From the time of initial connection to Fishbit’s first reading, is about 10 minutes, give or take. Using the app, the Fishbit begins streaming ph, salinity and temperature data right to your phone. It also notifies you in the event temperature, ph or salinity fluctuate. I will need to adjust those settings, as the Fishbit has been notifying me when the temperature changes just .1, or .2 degrees.

First impressions:

fisht.bit.boxThe Fishbit is surprisingly simple, both in design and in set-up. In fact, it’s much easier to set-up than any other monitors I’ve used in the past. That simplicity is good, in that it gives a tech novice the ability to easily retrieve important information about their tank, but for more technical and advanced aquarists, it may feel a bit limited. Hopefully as Fishbit evolves, the developers will add other features which can measure advanced water parameters, such as ORP or PAR. In speaking with Nathan, he told me that Fishbit’s development team was looking into automatic titration, which would allow the Fishbit to offer a host of testing to the aquarist. Naturally, these types of expansions are down the road, as right now Current Labs is busy getting the consumer edition Fishbit on the market, a feat they hope will be accomplished sometime next month.

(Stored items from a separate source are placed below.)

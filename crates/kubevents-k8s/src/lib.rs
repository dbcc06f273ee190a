//! Kubernetes event source for kubevents
//!
//! This crate provides kubeconfig/client plumbing and the adapter that
//! exposes a cluster's core event feed through the event source contract.

mod client;
mod collector;

pub use client::KubeClient;
pub use collector::{EventFeed, KubeEventCursor};

// Re-export types that are used in our public API
pub use kubevents_types::{CollectorSpec, EventCursor, EventSource, RawEvent, SourceError};
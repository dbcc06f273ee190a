//! Event processing for kubevents
//!
//! This crate provides the filter predicate, kind catalog, output rendering,
//! and the collection loop that drives a paginated event cursor.

mod collect;
mod pattern;
mod predicate;
mod registry;
mod render;

pub use collect::{CollectError, CollectorConfig, RunReport, run};
pub use pattern::{MessagePattern, PatternError};
pub use predicate::MatchPredicate;
pub use registry::KindRegistry;
pub use render::{RenderError, render_aggregate, render_event};

// Re-export types used in our public API
pub use kubevents_types::{EventCursor, EventRecord, Format, Mode, RawEvent, SourceError};
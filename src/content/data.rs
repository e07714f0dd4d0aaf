//! Content catalog data structures
//!
//! Everything here is read-only display data: built once (or loaded from a
//! data file) and iterated/filtered by the screens. Icons, colors, and
//! thumbnails are left to the presentation layer.

use chrono::NaiveDate;
use serde::{Deserialize, Serialize};

/// Difficulty level of a course or learning module
#[derive(Debug, Clone, Copy, PartialEq, Eq, Serialize, Deserialize)]
pub enum Difficulty {
    Beginner,
    Intermediate,
    Advanced,
}

impl Difficulty {
    pub fn as_str(&self) -> &'static str {
        match self {
            Difficulty::Beginner => "Beginner",
            Difficulty::Intermediate => "Intermediate",
            Difficulty::Advanced => "Advanced",
        }
    }
}

/// Difficulty of a fraud-awareness scenario
#[derive(Debug, Clone, Copy, PartialEq, Eq, Serialize, Deserialize)]
pub enum ScenarioDifficulty {
    Easy,
    Medium,
    Hard,
}

impl ScenarioDifficulty {
    pub fn as_str(&self) -> &'static str {
        match self {
            ScenarioDifficulty::Easy => "Easy",
            ScenarioDifficulty::Medium => "Medium",
            ScenarioDifficulty::Hard => "Hard",
        }
    }
}

/// Kind of fraud a scenario trains against
#[derive(Debug, Clone, Copy, PartialEq, Eq, Serialize, Deserialize)]
#[serde(rename_all = "lowercase")]
pub enum FraudKind {
    Phishing,
    Otp,
    Identity,
    Investment,
}

impl FraudKind {
    pub fn as_str(&self) -> &'static str {
        match self {
            FraudKind::Phishing => "phishing",
            FraudKind::Otp => "otp",
            FraudKind::Identity => "identity",
            FraudKind::Investment => "investment",
        }
    }
}

/// A course in the learning catalog
#[derive(Debug, Clone, Serialize, Deserialize)]
pub struct Course {
    pub id: u32,
    pub title: String,
    pub description: String,
    pub category: String,
    pub difficulty: Difficulty,
    /// Display duration, e.g. "2.5 hrs"
    pub duration: String,
    pub lessons: u32,
    pub enrolled: u32,
    pub rating: f64,
    /// Completion percent for a started course
    #[serde(default)]
    pub progress: Option<u8>,
    #[serde(default)]
    pub is_popular: bool,
}
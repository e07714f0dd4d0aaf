//! Static translation tables
//!
//! A fixed string lookup per language, nothing more. Keys cover the tab
//! labels and the welcome banner.

use super::Language;

/// Translated UI strings for one language
#[derive(Debug, Clone, Copy, PartialEq, Eq)]
pub struct Translations {
    pub welcome: &'static str,
    pub home: &'static str,
    pub learn: &'static str,
    pub protect: &'static str,
    pub calculate: &'static str,
    pub profile: &'static str,
}

const ENGLISH: Translations = Translations {
    welcome: "Welcome to PaisaGuru",
    home: "Home",
    learn: "Learn",
    protect: "Protect",
    calculate: "Calculate",
    profile: "Profile",
};

const HINDI: Translations = Translations {
    welcome: "पैसागुरु में आपका स्वागत है",
    home: "होम",
    learn: "सीखें",
    protect: "सुरक्षा",
    calculate: "गणना",
    profile: "प्रोफ़ाइल",
};

const PUNJABI: Translations = Translations {
    welcome: "ਪੈਸਾਗੁਰੂ ਵਿੱਚ ਤੁਹਾਡਾ ਸੁਆਗਤ ਹੈ",
    home: "ਘਰ",
    learn: "ਸਿੱਖੋ",
    protect: "ਸੁਰੱਖਿਆ",
    calculate: "ਗਣਨਾ",
    profile: "ਪ੍ਰੋਫਾਈਲ",
};

/// Translation table for a language
pub fn for_language(language: Language) -> &'static Translations {
    match language {
        Language::English => &ENGLISH,
        Language::Hindi => &HINDI,
        Language::Punjabi => &PUNJABI,
    }
}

For now, the Fishbit monitor appears to be a quick, easy and hassle-free way for technically challenged marine aquarists to get crucial data, with little more than a home wireless network and iPhone. As I play with the Fishbit more, and have the chance to test some of its features, I will update everyone. Once the controller is up and running, and I play with its functions, I will share that as well. I know many of you are counting on the Fishbit as a hassle free way to stay on top of important water quality fluctuations, and from what I’ve seen so far, it will likely become just that.